Ook stuurde de Europese Unie op 1 december 2014 een adviesmissie naar Oekraïne om het land te adviseren op het gebied van politie en justitie. Het doel van de commissie was om de rechtsstaat in Oekraïne te versterken en corruptie terug te dringen. De missie is meermaals verlengd en loopt tot en met 31 mei 2024.
Kandidaat-lidmaatschap
Op 17 juni 2022 bracht de Europese Commissie i een positief advies uit aan de lidstaten om Oekraïne kandidaat-lid van de unie te maken. Wel moet Oekraïne nog aan een aantal voorwaarden voldoen voor het echte overleg kan beginnen dat op het lidmaatschap voorbereidt. Op de daaropvolgende bijeenkomst van de Europese Raad op 23 en 24 juni 2022 hebben de regeringsleiders en staatshoofden van de lidstaten besloten Oekraïne evenals Moldavië de status van kandidaat-lidmaatschap toe te kennen. De Commissie is verzocht de status van de voltooiing van de Kopenhagencriteria i verder te onderzoeken.
Voordat de daadwerkelijke toetredingsonderhandelingen kunnen beginnen moet de regering in Kiev nog aan een aantal voorwaarden voldoen op het gebied van rechtsstaat en corruptiebestrijding. In het adviesrapport benoemt de Commissie zeven punten waarop vooruitgang moet worden geboekt, waaronder de economie, rechtspraak, het hervormen van het juridische benoemingssystemen en de aanpak van corruptie, voor de gesprekken kunnen beginnen.
Het adviesrapport is een gebruikelijke, formele stap in het lange proces dat lid worden van de Europese Unie is. De snelheid waarmee het advies dit keer is opgesteld is echter ongekend. Niet eerder had een adviesrapport ook zo’n grote politieke lading en moesten lidstaten er zo snel over oordelen. Naar verwachting zal de Europese Commissie in mei 2023 een evaluatie presenteren van de vooruitgang die Oekraïne gemaakt heeft op het gebied van de toetredingsvoorwaarden.
Er wordt niet verwacht dat Oekraïne binnen korte termijn zou kunnen voldoen aan de Criteria van Kopenhagen.
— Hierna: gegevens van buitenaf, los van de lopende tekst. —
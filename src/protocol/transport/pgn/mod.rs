//! Parameter Group Number (PGN): the 18-bit message type identifier carried
//! in bits 8..26 of every J1939 CAN identifier.
//!
//! # Bit layout
//!
//! ```text
//! Bit  17     ( 1 bit ) : Reserved (extended data page)
//! Bit  16     ( 1 bit ) : Data page
//! Bits  8-15  ( 8 bits) : PDU format (PF)
//! Bits  0-7   ( 8 bits) : PDU specific (PS) – destination (PDU1) or group extension (PDU2)
//! ```
use crate::error::EncodingError;
use core::fmt;

//==================================================================================CONTROL_PGNS
/// Acknowledgement (ACK/NACK) answering a request.
pub const PGN_ACKNOWLEDGEMENT: u32 = 0x00E800;
/// Request for a PGN; payload carries the requested PGN on three bytes.
pub const PGN_REQUEST: u32 = 0x00EA00;
/// Transport protocol data transfer (TP.DT).
pub const PGN_TP_DATA_TRANSFER: u32 = 0x00EB00;
/// Transport protocol connection management (TP.CM).
pub const PGN_TP_CONNECTION_MANAGEMENT: u32 = 0x00EC00;
/// Address claimed / cannot claim; payload carries the 64-bit NAME.
pub const PGN_ADDRESS_CLAIMED: u32 = 0x00EE00;
/// Commanded address; payload carries the target NAME and the new address.
pub const PGN_COMMANDED_ADDRESS: u32 = 0x00FED8;
/// DM18 data security: seed requests and key responses for protected memory access.
pub const PGN_DATA_SECURITY: u32 = 0x00D400;

/// Largest encodable PGN value.
pub const PGN_MAX: u32 = 0x3FFFF;

/// PDU format values at or above this threshold are broadcast-only (PDU2).
const PDU2_THRESHOLD: u8 = 240;

//==================================================================================PGN
#[derive(Clone, Copy, Debug, Default, PartialEq, Eq, Hash, PartialOrd, Ord)]
#[cfg_attr(feature = "defmt", derive(defmt::Format))]
/// Decomposed Parameter Group Number.
pub struct Pgn {
    reserved: bool,
    data_page: bool,
    pdu_format: u8,
    pdu_specific: u8,
}

impl Pgn {
    /// Build a PGN from its four fields.
    pub const fn new(reserved: bool, data_page: bool, pdu_format: u8, pdu_specific: u8) -> Self {
        Self {
            reserved,
            data_page,
            pdu_format,
            pdu_specific,
        }
    }

    /// Decode an 18-bit value. Bits above 17 are ignored.
    pub const fn from_value(value: u32) -> Self {
        Self {
            reserved: (value >> 17) & 0x01 == 1,
            data_page: (value >> 16) & 0x01 == 1,
            pdu_format: ((value >> 8) & 0xFF) as u8,
            pdu_specific: (value & 0xFF) as u8,
        }
    }

    /// Decode an 18-bit value, rejecting anything wider.
    pub fn try_from_value(value: u32) -> Result<Self, EncodingError> {
        if value > PGN_MAX {
            return Err(EncodingError::PgnOutOfRange { value });
        }
        Ok(Self::from_value(value))
    }

    /// Extract the PGN carried in bits 8..26 of a 29-bit CAN identifier.
    pub const fn from_can_id(can_id: u32) -> Self {
        Self::from_value((can_id >> 8) & PGN_MAX)
    }

    /// Packed 18-bit value.
    pub const fn value(&self) -> u32 {
        ((self.reserved as u32) << 17)
            | ((self.data_page as u32) << 16)
            | ((self.pdu_format as u32) << 8)
            | (self.pdu_specific as u32)
    }

    /// Message PGN: PS cleared for PDU1 (where it holds the destination),
    /// full value for PDU2.
    pub const fn broadcast_form(&self) -> u32 {
        if self.is_destination_specific() {
            self.value() & 0x3FF00
        } else {
            self.value()
        }
    }

    pub const fn reserved(&self) -> bool {
        self.reserved
    }

    pub const fn data_page(&self) -> bool {
        self.data_page
    }

    pub const fn pdu_format(&self) -> u8 {
        self.pdu_format
    }

    pub const fn pdu_specific(&self) -> u8 {
        self.pdu_specific
    }

    /// Replace the PS byte (destination for PDU1, group extension for PDU2).
    pub fn set_pdu_specific(&mut self, pdu_specific: u8) {
        self.pdu_specific = pdu_specific;
    }

    /// Copy of this PGN with another PS byte.
    pub const fn with_pdu_specific(self, pdu_specific: u8) -> Self {
        Self {
            pdu_specific,
            ..self
        }
    }

    /// PDU1: PF < 240, or either page flag set.
    pub const fn is_pdu1(&self) -> bool {
        self.pdu_format < PDU2_THRESHOLD || self.reserved || self.data_page
    }

    pub const fn is_pdu2(&self) -> bool {
        !self.is_pdu1()
    }

    /// `true` when PS carries a destination address (PDU1).
    pub const fn is_destination_specific(&self) -> bool {
        self.is_pdu1()
    }
}

impl From<u32> for Pgn {
    #[inline]
    fn from(value: u32) -> Self {
        Self::from_value(value)
    }
}

impl From<Pgn> for u32 {
    #[inline]
    fn from(pgn: Pgn) -> Self {
        pgn.value()
    }
}

impl fmt::Display for Pgn {
    fn fmt(&self, f: &mut fmt::Formatter<'_>) -> fmt::Result {
        write!(f, "0x{:05x} ", self.value())?;
        f.write_str(if self.reserved { "R " } else { "  " })?;
        f.write_str(if self.data_page { "P" } else { " " })
    }
}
Het kandidaat-status in deze tijd van oorlog wordt voornamelijk gezien als een geopolitiek signaal. Zolang de oorlog in Oekraïne gaande is kan het land niet toe treden tot de Europese Unie, voor toetreding mag er geen dispuut zijn over het territorium van een land.
Tot de uitkomst van het advies van de Europese Commissie wilde de Nederlandse regering geen officieel standpunt innemen over het toekennen van het kandidaat-lidmaatschap aan Oekraïne. Premier Rutte had aanvankelijk wel enkele bezwaren tegen het kandidaat-lidmaatschap van Oekraïne. Een bezwaar dat Nederland aanvoerde was onder andere dat het oneerlijk zou zijn om ruim baan te maken voor Oekraïne tegenover westelijke Balkan kandidaat-landen die al jaren in de wachtkamer zitten. Ook zou Oekraïne nog te veel hervormingen moeten doorvoeren om in aanmerking te komen voor kandidaatlidmaatschap. Na het positieve advies van de Europese Commissie gaf het kabinet in juni 2022 aan dit advies van de Commissie te volgen en steunde daarmee het kandidaat-lidmaatschap van Oekraïne.